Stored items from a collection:

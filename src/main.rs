// SPDX-License-Identifier: MIT
use clap::Parser;

#[derive(clap::Parser)]
#[command(author, version, about, long_about = None)]
struct Cli {
    /// Sets a custom config file
    #[arg(short, long, value_name = "FILE")]
    config: Option<std::path::PathBuf>,

    /// Source language, matched verbatim with xml:lang (default: en)
    #[arg(long, value_parser = lang_code)]
    source_lang: Option<String>,

    /// Target language, matched verbatim with xml:lang (default: es)
    #[arg(long, value_parser = lang_code)]
    target_lang: Option<String>,

    /// Input TBX file
    input: std::path::PathBuf,

    /// Output TSV file
    output: std::path::PathBuf,
}

/// Language code, at least 2 characters without whitespace
fn lang_code(s: &str) -> Result<String, String> {
    if s.chars().count() < 2 {
        Err(format!("language code {:?} is too short", s))
    } else if s.chars().any(char::is_whitespace) {
        Err(format!("language code {:?} contains whitespace", s))
    } else {
        Ok(s.to_string())
    }
}

fn run(cli: Cli) -> tbx2tsv::Result<usize> {
    let config = if let Some(cfg_file) = &cli.config {
        tbx2tsv::Config::with_config(cfg_file)?
    } else {
        tbx2tsv::Config::new()?
    };
    let langs = config.language_pair(cli.source_lang, cli.target_lang);
    log::debug!("Converting {:?} => {:?}", langs.source, langs.target);

    tbx2tsv::convert_tbx_file(&cli.input, &cli.output, &langs)
}

fn main() -> std::process::ExitCode {
    env_logger::init();

    // parse commandline
    let cli = Cli::parse();
    let output = cli.output.clone();

    match run(cli) {
        Ok(count) => {
            println!("Converted {} entries to {}", count, output.display());
            std::process::ExitCode::SUCCESS
        }
        Err(err) => {
            log::debug!("{:?}", err);
            eprintln!("Error: {}", err);
            std::process::ExitCode::FAILURE
        }
    }
}
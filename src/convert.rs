// SPDX-License-Identifier: MIT
//!
//! Convert TBX file into TSV glossary
//!

use crate::error::Result;
use crate::{tbx, tsv};

/// Convert TBX file into bilingual TSV glossary
///
/// Returns the number of term pairs written. The output file is only
/// touched after the input has been parsed successfully.
pub fn convert_tbx_file<P: AsRef<std::path::Path>, Q: AsRef<std::path::Path>>(
    src_path: P,
    dst_path: Q,
    langs: &tbx::LanguagePair,
) -> Result<usize> {
    let rows = tbx::read_tbx_file(&src_path, langs)?;

    if rows.is_empty() {
        log::warn!(
            "No termEntry in {:?} has both {:?} and {:?} terms, writing header only",
            src_path.as_ref(),
            langs.source,
            langs.target
        );
    }

    tsv::write_tsv_file(dst_path, &rows)
}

PROBLEM TO SOLVE.
Nothing should appear in the answer except the lines from the one with "Ok(s.to_string())" through the final line of the records, written exactly.

EXPECTED OUTPUT.
        Ok(s.to_string())
    }
}

fn run(cli: Cli) -> tbx2tsv::Result<usize> {
    let config = if let Some(cfg_file) = &cli.config {
        tbx2tsv::Config::with_config(cfg_file)?
    } else {
        tbx2tsv::Config::new()?
    };
    let langs = config.language_pair(cli.source_lang, cli.target_lang);
    log::debug!("Converting {:?} => {:?}", langs.source, langs.target);

    tbx2tsv::convert_tbx_file(&cli.input, &cli.output, &langs)
}

fn main() -> std::process::ExitCode {
    env_logger::init();

    // parse commandline
    let cli = Cli::parse();
    let output = cli.output.clone();

    match run(cli) {
        Ok(count) => {
            println!("Converted {} entries to {}", count, output.display());
            std::process::ExitCode::SUCCESS
        }
        Err(err) => {
            log::debug!("{:?}", err);
            eprintln!("Error: {}", err);
            std::process::ExitCode::FAILURE
        }
    }
}
filename src/convert.rs
// SPDX-License-Identifier: MIT
//!
//! Convert TBX file into TSV glossary
//!

use crate::error::Result;
use crate::{tbx, tsv};

/// Convert TBX file into bilingual TSV glossary
///
/// Returns the number of term pairs written. The output file is only
/// touched after the input has been parsed successfully.
pub fn convert_tbx_file<P: AsRef<std::path::Path>, Q: AsRef<std::path::Path>>(
    src_path: P,
    dst_path: Q,
    langs: &tbx::LanguagePair,
) -> Result<usize> {
    let rows = tbx::read_tbx_file(&src_path, langs)?;

    if rows.is_empty() {
        log::warn!(
            "No termEntry in {:?} has both {:?} and {:?} terms, writing header only",
            src_path.as_ref(),
            langs.source,
            langs.target
        );
    }

    tsv::write_tsv_file(dst_path, &rows)
}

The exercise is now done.